Class XGBoostFeatureImportance

java.lang.Object
org.tribuo.common.xgboost.XGBoostFeatureImportance

public class XGBoostFeatureImportance extends Object
Generate and collate feature importance information from the XGBoost model. This wraps the underlying functionality of the XGBoost model, and should provide feature importance metrics compatible with those provided by XGBoost's R and Python APIs. For a more treatment of what the different importance metrics mean and how to interpret them, see here. In brief
  • Gain measures the improvement in accuracy that a feature brings to the branches on which it appears. This represents the sum of situated marginal contributions that a given feature makes to the each branching chain in which it appears.
  • Cover measures the number of examples a given feature discriminates across, relative to the total number of examples all features discriminate across.
  • Weight measures the number a times a feature occurs in the model. Due to the way the model builds trees, this value is skewed in favor of continuous features.
  • Total Gain is similar to gain, but not locally averaged by weight, and thus not skewed in the way that weight can be skewed.
  • Total Cover is similar to cover, but not locally averaged by weight, and thus not skewed in the way that weight can be skewed.
  • Method Details

    • getGain

      public LinkedHashMap<String,Double> getGain()
      Gain measures the improvement in accuracy that a feature brings to the branches on which it appears.

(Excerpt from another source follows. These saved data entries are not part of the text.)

//! Auxiliary planning artifacts
//!
//! Three documents derived once at compile time from the script and its
//! lowered steps:
//!
//! - **topology**: weighted step graph with one edge per resolved dependency
//! - **resource_plan**: per-step duration and resource needs plus the
//!   dependency map, mirrored into per-resource maps keyed by output variable
//! - **decision_plan**: per-step decision nodes, monitoring thresholds and the
//!   planning strategies available to the orchestrator
//!
//! All three are pure functions of their inputs.

use serde::{Deserialize, Serialize};
use std::collections::{BTreeMap, HashMap};
use tracing::warn;

use crate::compiler::catalog;
use crate::compiler::{ExecutionMode, ExecutionStep, ResourceAllocation};
use crate::parser::Script;
use crate::value::ValMap;

pub const TOPOLOGY: &str = "topology";
pub const RESOURCE_PLAN: &str = "resource_plan";
pub const DECISION_PLAN: &str = "decision_plan";

pub const FAILURE_POLICY: &str = "retry_with_fallback";
pub const DEFAULT_MIN_QUALITY: f64 = 0.7;
pub const DEFAULT_MAX_TIME: f64 = 60.0;

/* ===================== Topology ===================== */

#[derive(Debug, Clone, PartialEq, Serialize, Deserialize)]
pub struct TopologyNode {
    pub id: String,
    pub stage: String,
    pub line: usize,
    pub parameters: ValMap,
    pub weight: f64,
}

#[derive(Debug, Clone, PartialEq, Serialize, Deserialize)]
pub struct TopologyEdge {
    pub from: String,
    pub to: String,
    pub weight: f64,
}

#[derive(Debug, Clone, PartialEq, Serialize, Deserialize)]
pub struct TopologyArtifact {
    pub protocol: String,
    pub nodes: Vec<TopologyNode>,
    pub edges: Vec<TopologyEdge>,
}

pub fn topology(protocol_name: &str, steps: &[ExecutionStep]) -> TopologyArtifact {
    let nodes = steps
        .iter()
        .map(|step| TopologyNode {
            id: step.step_id.clone(),
            stage: step.stage_name.clone(),
            line: step.source_line,
            parameters: step.parameters.clone(),
            weight: catalog::weight(&step.stage_name),
        })
        .collect();

    let edges = steps
        .iter()
        .flat_map(|step| {
            step.dependencies.iter().map(move |dep| TopologyEdge {
                from: dep.clone(),
                to: step.step_id.clone(),
                weight: 1.0,
            })
        })
        .collect();

    TopologyArtifact {
        protocol: protocol_name.to_string(),
        nodes,
        edges,
    }
}

/* ===================== Resource Plan ===================== */

#[derive(Debug, Clone, PartialEq, Serialize, Deserialize)]
pub struct StepResources {
    pub step_id: String,
    pub output_var: String,
    pub stage: String,
    pub estimated_duration: f64,
    pub cpu: f64,
    pub memory: f64,
    pub gpu: f64,
}

#[derive(Debug, Clone, PartialEq, Serialize, Deserialize)]
pub struct ResourcePlanArtifact {
    pub protocol: String,
    pub execution_mode: ExecutionMode,
    pub allocation: ResourceAllocation,
    pub steps: Vec<StepResources>,
    /// Output variable to the output variables it waits for
    pub dependencies: BTreeMap<String, Vec<String>>,
    pub cpu_requirements: BTreeMap<String, f64>,
    pub memory_requirements: BTreeMap<String, f64>,
    pub gpu_requirements: BTreeMap<String, f64>,
}

pub fn resource_plan(
    protocol_name: &str,
    steps: &[ExecutionStep],
    mode: ExecutionMode,
    allocation: &ResourceAllocation,
) -> ResourcePlanArtifact {
    let var_of: HashMap<&str, &str> = steps
        .iter()
        .map(|s| (s.step_id.as_str(), s.output_var.as_str()))
        .collect();

    let mut plan = ResourcePlanArtifact {
        protocol: protocol_name.to_string(),
        execution_mode: mode,
        allocation: allocation.clone(),
        steps: Vec::with_capacity(steps.len()),
        dependencies: BTreeMap::new(),
        cpu_requirements: BTreeMap::new(),
        memory_requirements: BTreeMap::new(),
        gpu_requirements: BTreeMap::new(),
    };

    for step in steps {
        let r = step.resource_estimate;
        plan.steps.push(StepResources {
            step_id: step.step_id.clone(),
            output_var: step.output_var.clone(),
            stage: step.stage_name.clone(),
            estimated_duration: r.time,
            cpu: r.cpu,
            memory: r.memory,
            gpu: r.gpu,
        });

        let deps = step
            .dependencies
            .iter()
            .filter_map(|id| var_of.get(id.as_str()).map(|v| v.to_string()))
            .collect();
        plan.dependencies.insert(step.output_var.clone(), deps);
        plan.cpu_requirements.insert(step.output_var.clone(), r.cpu);
        plan.memory_requirements.insert(step.output_var.clone(), r.memory);
        plan.gpu_requirements.insert(step.output_var.clone(), r.gpu);
    }

    plan
}

/* ===================== Decision Plan ===================== */

#[derive(Debug, Clone, PartialEq, Serialize, Deserialize)]
pub struct DecisionNode {
    pub stage: String,
    pub output_var: String,
    pub success_criterion: String,
    pub failure_policy: String,
}

#[derive(Debug, Clone, PartialEq, Serialize, Deserialize)]
pub struct MonitoringPolicy {
    pub metrics: Vec<String>,
    pub thresholds: BTreeMap<String, f64>,
}

#[derive(Debug, Clone, PartialEq, Serialize, Deserialize)]
pub struct PlanningStrategy {
    pub name: String,
    pub description: String,
}

#[derive(Debug, Clone, PartialEq, Serialize, Deserialize)]
pub struct DecisionPlanArtifact {
    pub protocol: String,
    pub decisions: Vec<DecisionNode>,
    pub monitoring: MonitoringPolicy,
    pub control_policies: Vec<String>,
    pub strategies: Vec<PlanningStrategy>,
}

pub fn decision_plan(protocol_name: &str, steps: &[ExecutionStep]) -> DecisionPlanArtifact {
    let decisions = steps
        .iter()
        .map(|step| DecisionNode {
            stage: step.stage_name.clone(),
            output_var: step.output_var.clone(),
            success_criterion: catalog::success_criterion(&step.stage_name).to_string(),
            failure_policy: FAILURE_POLICY.to_string(),
        })
        .collect();

    let monitoring = MonitoringPolicy {
        metrics: ["confidence", "quality", "duration", "error_rate"]
            .iter()
            .map(|m| m.to_string())
            .collect(),
        thresholds: BTreeMap::from([
            ("min_quality".to_string(), DEFAULT_MIN_QUALITY),
            ("max_time".to_string(), DEFAULT_MAX_TIME),
        ]),
    };

    let control_policies = [
        "retry failed steps once with fallback parameters",
        "skip annotation for steps without a result",
        "escalate when quality stays below min_quality",
    ]
    .iter()
    .map(|p| p.to_string())
    .collect();

    let strategies = [
        (
            "sequential",
            "run steps one at a time in source order",
        ),
        (
            "parallel_optimization",
            "launch every step whose dependencies are complete at once",
        ),
        (
            "resource_balancing",
            "cap summed cpu, memory and gpu demand of concurrent steps",
        ),
    ]
    .iter()
    .map(|(name, description)| PlanningStrategy {
        name: name.to_string(),
        description: description.to_string(),
    })
    .collect();

    DecisionPlanArtifact {
        protocol: protocol_name.to_string(),
        decisions,
        monitoring,
        control_policies,
        strategies,
    }
}

/* ===================== Bundle ===================== */

/// Derive all three artifacts and render them as pretty JSON documents
pub fn generate(
    script: &Script,
    steps: &[ExecutionStep],
    mode: ExecutionMode,
    allocation: &ResourceAllocation,
) -> BTreeMap<String, String> {
    let name = script.protocol_name.as_str();
    let mut bundle = BTreeMap::new();

    insert_rendered(&mut bundle, TOPOLOGY, &topology(name, steps));
    insert_rendered(
        &mut bundle,
        RESOURCE_PLAN,
        &resource_plan(name, steps, mode, allocation),
    );
    insert_rendered(&mut bundle, DECISION_PLAN, &decision_plan(name, steps));

    bundle
}

fn insert_rendered<T: Serialize>(bundle: &mut BTreeMap<String, String>, key: &str, artifact: &T) {
    match serde_json::to_string_pretty(artifact) {
        Ok(text) => {
            bundle.insert(key.to_string(), text);
        }
        Err(e) => warn!(artifact = key, error = %e, "failed to render artifact"),
    }
}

This represents the sum of situated marginal contributions that a given feature makes to the each branching chain in which it appears.
      Returns:
      Ordered map where the keys are feature names and the value is the gain, sorted descending
    • getGain

      public LinkedHashMap<String,Double> getGain(int numFeatures)
      Gain measures the improvement in accuracy that a feature brings to the branches on which it appears. This represents the sum of situated marginal contributions that a given feature makes to the each branching chain in which it appears. Returns only the top numFeatures features.
      Parameters:
      numFeatures - number of features to return
      Returns:
      Ordered map where the keys are feature names and the value is the gain, sorted descending
    • getCover

      public LinkedHashMap<String,Double> getCover()
      Cover measures the number of examples a given feature discriminates across, relative to the total number of examples all features discriminate across.
      Returns:
      Ordered map where the keys are feature names and the value is the cover, sorted descending
    • getCover

      public LinkedHashMap<String,Double> getCover(int numFeatures)
      Cover measures the number of examples a given feature discriminates across, relative to the total. number of examples all features discriminate across. Returns only the top numFeatures features.
      Parameters:
      numFeatures - number of features to return
      Returns:
      Ordered map where the keys are feature names and the value is the cover, sorted descending
    • getWeight

      public LinkedHashMap<String,Double> getWeight()
      Weight measures the number a times a feature occurs in the model. Due to the way the model builds trees, this value is skewed in favor of continuous features.
      Returns:
      Ordered map where the keys are feature names and the value is the weight, sorted descending
    • getWeight

      public LinkedHashMap<String,Double> getWeight(int numFeatures)
      Weight measures the number a times a feature occurs in the model. Due to the way the model builds trees, this value is skewed in favor of continuous features. Returns only the top numFeatures features.
      Parameters:
      numFeatures - number of features to return
      Returns:
      Ordered map where the keys are feature names and the value is the weight, sorted descending
    • getTotalGain

      public LinkedHashMap<String,Double> getTotalGain()
      Total Gain is similar to gain, but not locally averaged by weight, and thus not skewed in the way that weight can be skewed.
      Returns:
      Ordered map where the keys are feature names and the value is the total gain, sorted descending
    • getTotalGain

      public LinkedHashMap<String,Double> getTotalGain(int numFeatures)
      Total Gain is similar to gain, but not locally averaged by weight, and thus not skewed in the way that weight can be skewed. Returns only top numFeatures features.
      Parameters:
      numFeatures - number of features to return
      Returns:
      Ordered map where the keys are feature names and the value is the total gain, sorted descending
    • getTotalCover

      public LinkedHashMap<String,Double> getTotalCover()
      Total Cover is similar to cover, but not locally averaged by weight, and thus not skewed in the way that weight can be skewed.
      Returns:
      Ordered map where the keys are feature names and the value is the total gain, sorted descending
    • getTotalCover

      public LinkedHashMap<String,Double> getTotalCover(int numFeatures)
      Total Cover is similar to cover, but not locally averaged by weight, and thus not skewed in the way that weight can be skewed. Returns only top numFeatures features.
      Parameters:
      numFeatures - number of features to return
      Returns:
      Ordered map where the keys are feature names and the value is the total gain, sorted descending
    • getImportances

      Gets all the feature importances for all the features.
      Returns:
      records of all importance metrics for each feature, sorted by gain.
    • getImportances

      public List<XGBoostFeatureImportance.XGBoostFeatureImportanceInstance> getImportances(int numFeatures)
      Gets the feature importances for the top n features sorted by gain.
      Parameters:
      numFeatures - number of features to return
      Returns:
      records of all importance metrics for each feature, sorted by gain.
    • toString

      public String toString()
      Overrides:
      toString in class Object